## DIRECTIONS
Up to and including the line with "Viseme channels found on one mesh.", restate the records below word for word, beginning with their first line.

(Entries taken from a collection)
impl From<serde_json::Error> for LoadError {
    fn from(value: serde_json::Error) -> Self {
        Self::Parse(value.to_string())
    }
}

#[derive(Debug)]
pub enum SessionError {
    Load { url: String, source: LoadError },
}

impl Display for SessionError {
    fn fmt(&self, f: &mut std::fmt::Formatter<'_>) -> std::fmt::Result {
        match self {
            Self::Load { url, source } => write!(f, "Failed to load {url}: {source}"),
        }
    }
}

impl std::error::Error for SessionError {
    fn source(&self) -> Option<&(dyn std::error::Error + 'static)> {
        match self {
            Self::Load { source, .. } => Some(source),
        }
    }
}

pub type Result<T> = std::result::Result<T, SessionError>;

/// Produces rig assets from an identifier.
pub trait RigSource {
    fn load_rig(&mut self, url: &str) -> std::result::Result<RigAsset, LoadError>;

    /// Only the clips of `url`. Nothing else loaded for them is kept.
    fn load_clips(&mut self, url: &str) -> std::result::Result<Vec<AnimationClip>, LoadError> {
        self.load_rig(url).map(|v| v.clips)
    }
}

/// Reads rig descriptions from JSON files on disk.
#[derive(Debug, Default, Clone, Copy)]
pub struct JsonRigSource;

impl RigSource for JsonRigSource {
    fn load_rig(&mut self, url: &str) -> std::result::Result<RigAsset, LoadError> {
        let path = Path::new(url);
        if !path.exists() {
            return Err(LoadError::NotFound(url.to_string()));
        }

        let data = std::fs::read_to_string(path)?;

        Ok(RigAsset::from_json(&data)?)
    }
}

/// Everything that only exists once a rig is loaded.
#[derive(Debug)]
struct LoadedRig {
    scene: Scene,
    rig: RigControlMap,
    mixer: AnimationMixer,
    animator: Animator,
    gesture: Option<ActionId>,
}
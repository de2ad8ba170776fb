/*!
Rig introspection.

Walks a [Scene] once and figures out which bones and morph targets can be used
for what. Missing channels are expected and never an error, the result just
reports a weaker [LipSyncTier].
*/

pub mod rules;

use log::{debug, info, warn};

use crate::{
    scene::{MorphSet, NodeId, Scene},
    speech::Viseme,
};

pub use rules::BoneSlot;

/// A single morph channel on a specific mesh.
#[derive(Debug, Clone, Copy, PartialEq, Eq)]
pub struct MorphChannel {
    pub mesh: NodeId,
    pub index: usize,
}

/// Viseme channels found on one mesh.
#[derive(Debug, Clone, PartialEq, Eq)]
pub struct VisemeChannels {
    pub mesh: NodeId,
    /// Indexed by [Viseme::index].
    pub indices: [Option<usize>; 6],
    /// Generic mouth-open channel, used when a viseme is missing on this mesh.
    pub jaw_index: Option<usize>,
}

impl VisemeChannels {
    pub fn index(&self, viseme: Viseme) -> Option<usize> {
        self.indices[viseme.index()]
    }
}

/// Eye blink channels found on one mesh. At least one side is present.
#[derive(Debug, Clone, Copy, PartialEq, Eq)]
pub struct BlinkChannels {
    pub mesh: NodeId,
    pub left: Option<usize>,
    pub right: Option<usize>,
}

/// Bones keyed by [BoneSlot]. Any slot may be empty.
#[derive(Debug, Clone, Default, PartialEq, Eq)]
pub struct Bones {
    slots: [Option<NodeId>; BoneSlot::COUNT],
}

impl Bones {
    pub fn get(&self, slot: BoneSlot) -> Option<NodeId> {
        self.slots[slot.index()]
    }

    pub fn is_set(&self, slot: BoneSlot) -> bool {
        self.slots[slot.index()].is_some()
    }

    fn set(&mut self, slot: BoneSlot, id: NodeId) {
        self.slots[slot.index()] = Some(id);
    }

    pub fn count(&self) -> usize {
        self.slots.iter().filter(|v| v.is_some()).count()
    }
}

/// How mouth movement can be expressed on a rig, strongest first.
#[derive(Debug, Clone, Copy, PartialEq, Eq, PartialOrd, Ord)]
pub enum LipSyncTier {
    Visemes,
    MouthMorph,
    JawBone,
    HeadTilt,
    None,
}

impl AsRef<str> for LipSyncTier {
    fn as_ref(&self) -> &str {
        match self {
            Self::Visemes => "visemes",
            Self::MouthMorph => "mouth_morph",
            Self::JawBone => "jaw_bone",
            Self::HeadTilt => "head_tilt",
            Self::None => "none",
        }
    }
}

/// Everything the animator is allowed to touch on a loaded rig.
#[derive(Debug, Clone, Default, PartialEq, Eq)]
pub struct RigControlMap {
    pub morph_targets: Vec<MorphChannel>,
    pub viseme_channels: Vec<VisemeChannels>,
    pub blink_channels: Vec<BlinkChannels>,
    pub bones: Bones,
}

impl RigControlMap {
    /// Discover the control map of `scene`.
    ///
    /// Nodes are visited depth-first in child order and the first match for a
    /// slot wins, so the result only depends on the scene's structure.
    pub fn discover(scene: &Scene) -> Self {
        let mut r = Self::default();

        for id in scene.traverse() {
            let Some(node) = scene.node(id) else {
                continue;
            };

            if let Some(morphs) = node.morphs().filter(|v| !v.is_empty()) {
                debug!(
                    "Found mesh {} with {} morph targets",
                    node.name,
                    morphs.len()
                );
                r.discover_morphs(id, morphs);
            }

            if node.is_bone() {
                let bones = &r.bones;
                let slots = rules::match_bone(&node.name, |s| bones.is_set(s));
                for slot in slots {
                    debug!("Using bone {} for {}", node.name, slot.as_ref());
                    r.bones.set(slot, id);
                }
            }
        }

        info!(
            "Rig discovered - lip sync targets: {}, viseme targets: {}, blink targets: {}, bones: {}",
            r.morph_targets.len(),
            r.viseme_channels.len(),
            r.blink_channels.len(),
            r.bones.count()
        );
        match r.lip_sync_tier() {
            LipSyncTier::Visemes | LipSyncTier::MouthMorph => {}
            LipSyncTier::JawBone => {
                warn!("No morph targets found, using jaw bone rotation for lip sync")
            }
            LipSyncTier::HeadTilt => {
                warn!("No morph targets or jaw bone found, using head tilt for lip sync")
            }
            LipSyncTier::None => {
                warn!("No lip sync method available, no morph targets, jaw bone, or head bone")
            }
        }

        r
    }

    fn discover_morphs(&mut self, mesh: NodeId, morphs: &MorphSet) {
        let jaw_index = mouth_open_index(morphs);
        if let Some(index) = jaw_index {
            self.morph_targets.push(MorphChannel { mesh, index });
        }

        let mut indices = [None; 6];
        for viseme in Viseme::ALL {
            indices[viseme.index()] = morphs
                .entries()
                .find(|(name, _)| rules::is_viseme_candidate(viseme, name))
                .map(|(_, idx)| idx);
        }
        if indices.iter().any(Option::is_some) {
            self.viseme_channels.push(VisemeChannels {
                mesh,
                indices,
                jaw_index,
            });
        }

        let left = blink_index(morphs, true);
        let right = blink_index(morphs, false);
        if left.is_some() || right.is_some() {
            self.blink_channels.push(BlinkChannels { mesh, left, right });
        }
    }

    /// The strongest mouth strategy this rig supports.
    pub fn lip_sync_tier(&self) -> LipSyncTier {
        if !self.viseme_channels.is_empty() {
            LipSyncTier::Visemes
        } else if !self.morph_targets.is_empty() {
            LipSyncTier::MouthMorph
        } else if self.bones.is_set(BoneSlot::Jaw) {
            LipSyncTier::JawBone
        } else if self.bones.is_set(BoneSlot::Head) {
            LipSyncTier::HeadTilt
        } else {
            LipSyncTier::None
        }
    }

    /// Whether speech can be shown on this rig at all.
    pub fn has_lip_sync(&self) -> bool {
        self.lip_sync_tier() != LipSyncTier::None
    }
}

/// Resolve a generic "mouth open" channel.
fn mouth_open_index(morphs: &MorphSet) -> Option<usize> {
    if let Some(idx) = rules::MOUTH_EXACT.iter().find_map(|n| morphs.index_of(n)) {
        return Some(idx);
    }

    rules::MOUTH_FUZZY
        .iter()
        .find_map(|needle| {
            morphs
                .entries()
                .find(|(name, _)| name.to_lowercase().contains(needle))
                .map(|(_, idx)| idx)
        })
        .or_else(|| morphs.entries().next().map(|(_, idx)| idx))
}

fn blink_index(morphs: &MorphSet, left: bool) -> Option<usize> {
    rules::blink_patterns(left).iter().find_map(|p| {
        morphs
            .entries()
            .find(|(name, _)| p.is_match(name))
            .map(|(_, idx)| idx)
    })
}
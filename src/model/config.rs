use std::fmt::Display;

use glam::Vec3;
use serde::{Deserialize, Serialize};

use crate::speech::{pulse::DEFAULT_BOUNDARY_INTERVAL, timeline::DEFAULT_WORDS_PER_MINUTE};

#[derive(Debug)]
pub enum ConfigError {
    Parse(serde_json::Error),
    Invalid { field: &'static str, reason: String },
}

impl Display for ConfigError {
    fn fmt(&self, f: &mut std::fmt::Formatter<'_>) -> std::fmt::Result {
        match self {
            Self::Parse(e) => write!(f, "Unable to parse config: {e}"),
            Self::Invalid { field, reason } => write!(f, "Invalid config value {field}: {reason}"),
        }
    }
}

impl std::error::Error for ConfigError {}

impl From<serde_json::Error> for ConfigError {
    fn from(value: serde_json::Error) -> Self {
        Self::Parse(value)
    }
}

pub type Result<T> = std::result::Result<T, ConfigError>;

/// Where the model and camera are placed after loading.
#[derive(Debug, Clone, Copy, PartialEq, Serialize, Deserialize)]
#[serde(default)]
pub struct Framing {
    pub model_position: Vec3,
    pub camera_position: Vec3,
    pub look_at: Vec3,
    pub near: f32,
    pub far: f32,
    /// Vertical field of view in degrees.
    pub fov: f32,
}

impl Default for Framing {
    fn default() -> Self {
        Self {
            model_position: Vec3::new(0.0, -1.5, 0.0),
            camera_position: Vec3::new(0.0, 0.3, 4.5),
            look_at: Vec3::new(0.0, -0.2, 0.0),
            near: 0.1,
            far: 100.0,
            fov: 50.0,
        }
    }
}

/// Exponential damping rates per channel. Higher is snappier.
#[derive(Debug, Clone, Copy, PartialEq, Serialize, Deserialize)]
#[serde(default)]
pub struct DampingRates {
    pub eyes: f32,
    pub jaw: f32,
    /// Head pitch while speaking.
    pub head_nod: f32,
    /// Head yaw and roll while speaking.
    pub head_side: f32,
    /// Head while idle and every gesture joint returning to rest.
    pub idle: f32,
    pub breathing: f32,
    pub upper_arm: f32,
    pub lower_arm: f32,
    pub hand: f32,
    pub gesture_layer: f32,
}

impl Default for DampingRates {
    fn default() -> Self {
        Self {
            eyes: 30.0,
            jaw: 15.0,
            head_nod: 12.0,
            head_side: 10.0,
            idle: 8.0,
            breathing: 10.0,
            upper_arm: 10.0,
            lower_arm: 12.0,
            hand: 14.0,
            gesture_layer: 6.0,
        }
    }
}

impl DampingRates {
    fn iter(&self) -> impl Iterator<Item = (&'static str, f32)> {
        [
            ("eyes", self.eyes),
            ("jaw", self.jaw),
            ("head_nod", self.head_nod),
            ("head_side", self.head_side),
            ("idle", self.idle),
            ("breathing", self.breathing),
            ("upper_arm", self.upper_arm),
            ("lower_arm", self.lower_arm),
            ("hand", self.hand),
            ("gesture_layer", self.gesture_layer),
        ]
        .into_iter()
    }
}

/// Tunables for a single avatar session.
#[derive(Debug, Clone, PartialEq, Serialize, Deserialize)]
#[serde(default)]
pub struct AvatarConfig {
    pub framing: Framing,
    pub damping: DampingRates,
    pub words_per_minute: f32,
    /// Seconds between boundary pulses while audio plays.
    pub boundary_interval: f32,
    /// Resting weight of the gesture clip layer.
    pub gesture_base_weight: f32,
    pub min_scale: f32,
    pub max_scale: f32,
    /// Fixed seed for saccade and blink timing. Random when missing.
    pub seed: Option<u64>,
}

impl Default for AvatarConfig {
    fn default() -> Self {
        Self {
            framing: Framing::default(),
            damping: DampingRates::default(),
            words_per_minute: DEFAULT_WORDS_PER_MINUTE,
            boundary_interval: DEFAULT_BOUNDARY_INTERVAL,
            gesture_base_weight: 0.15,
            min_scale: 0.6,
            max_scale: 5.0,
            seed: None,
        }
    }
}

impl AvatarConfig {
    /// Parse and validate a JSON config. Missing fields use their defaults.
    pub fn from_json(data: &str) -> Result<Self> {
        let config: Self = serde_json::from_str(data)?;
        config.validate()?;

        Ok(config)
    }

    pub fn to_json(&self) -> Result<String> {
        Ok(serde_json::to_string_pretty(self)?)
    }

    pub fn validate(&self) -> Result<()> {
        for (name, rate) in self.damping.iter() {
            if !rate.is_finite() || rate < 0.0 {
                return Err(ConfigError::Invalid {
                    field: "damping",
                    reason: format!("{name} must be a non-negative number, got {rate}"),
                });
            }
        }

        if !(self.words_per_minute > 0.0) {
            return Err(ConfigError::Invalid {
                field: "words_per_minute",
                reason: format!("must be positive, got {}", self.words_per_minute),
            });
        }
        if !(self.boundary_interval > 0.0) {
            return Err(ConfigError::Invalid {
                field: "boundary_interval",
                reason: format!("must be positive, got {}", self.boundary_interval),
            });
        }
        if !(0.0..=1.0).contains(&self.gesture_base_weight) {
            return Err(ConfigError::Invalid {
                field: "gesture_base_weight",
                reason: format!("must be within 0-1, got {}", self.gesture_base_weight),
            });
        }
        if !(self.min_scale > 0.0 && self.min_scale <= self.max_scale) {
            return Err(ConfigError::Invalid {
                field: "min_scale",
                reason: format!(
                    "must be positive and at most max_scale, got {}-{}",
                    self.min_scale, self.max_scale
                ),
            });
        }

        Ok(())
    }

    /// Clamp a requested model scale to the allowed range.
    pub fn clamp_scale(&self, scale: f32) -> f32 {
        if scale.is_nan() {
            return self.min_scale;
        }

        scale.clamp(self.min_scale, self.max_scale)
    }
}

## WRITTEN ANSWER
impl From<serde_json::Error> for LoadError {
    fn from(value: serde_json::Error) -> Self {
        Self::Parse(value.to_string())
    }
}

#[derive(Debug)]
pub enum SessionError {
    Load { url: String, source: LoadError },
}

impl Display for SessionError {
    fn fmt(&self, f: &mut std::fmt::Formatter<'_>) -> std::fmt::Result {
        match self {
            Self::Load { url, source } => write!(f, "Failed to load {url}: {source}"),
        }
    }
}

impl std::error::Error for SessionError {
    fn source(&self) -> Option<&(dyn std::error::Error + 'static)> {
        match self {
            Self::Load { source, .. } => Some(source),
        }
    }
}

pub type Result<T> = std::result::Result<T, SessionError>;

/// Produces rig assets from an identifier.
pub trait RigSource {
    fn load_rig(&mut self, url: &str) -> std::result::Result<RigAsset, LoadError>;

    /// Only the clips of `url`. Nothing else loaded for them is kept.
    fn load_clips(&mut self, url: &str) -> std::result::Result<Vec<AnimationClip>, LoadError> {
        self.load_rig(url).map(|v| v.clips)
    }
}

/// Reads rig descriptions from JSON files on disk.
#[derive(Debug, Default, Clone, Copy)]
pub struct JsonRigSource;

impl RigSource for JsonRigSource {
    fn load_rig(&mut self, url: &str) -> std::result::Result<RigAsset, LoadError> {
        let path = Path::new(url);
        if !path.exists() {
            return Err(LoadError::NotFound(url.to_string()));
        }

        let data = std::fs::read_to_string(path)?;

        Ok(RigAsset::from_json(&data)?)
    }
}

/// Everything that only exists once a rig is loaded.
#[derive(Debug)]
struct LoadedRig {
    scene: Scene,
    rig: RigControlMap,
    mixer: AnimationMixer,
    animator: Animator,
    gesture: Option<ActionId>,
}
repository de2ad8ba170776fb
/*!
Rig introspection.

Walks a [Scene] once and figures out which bones and morph targets can be used
for what. Missing channels are expected and never an error, the result just
reports a weaker [LipSyncTier].
*/

pub mod rules;

use log::{debug, info, warn};

use crate::{
    scene::{MorphSet, NodeId, Scene},
    speech::Viseme,
};

pub use rules::BoneSlot;

/// A single morph channel on a specific mesh.
#[derive(Debug, Clone, Copy, PartialEq, Eq)]
pub struct MorphChannel {
    pub mesh: NodeId,
    pub index: usize,
}

/// Viseme channels found on one mesh.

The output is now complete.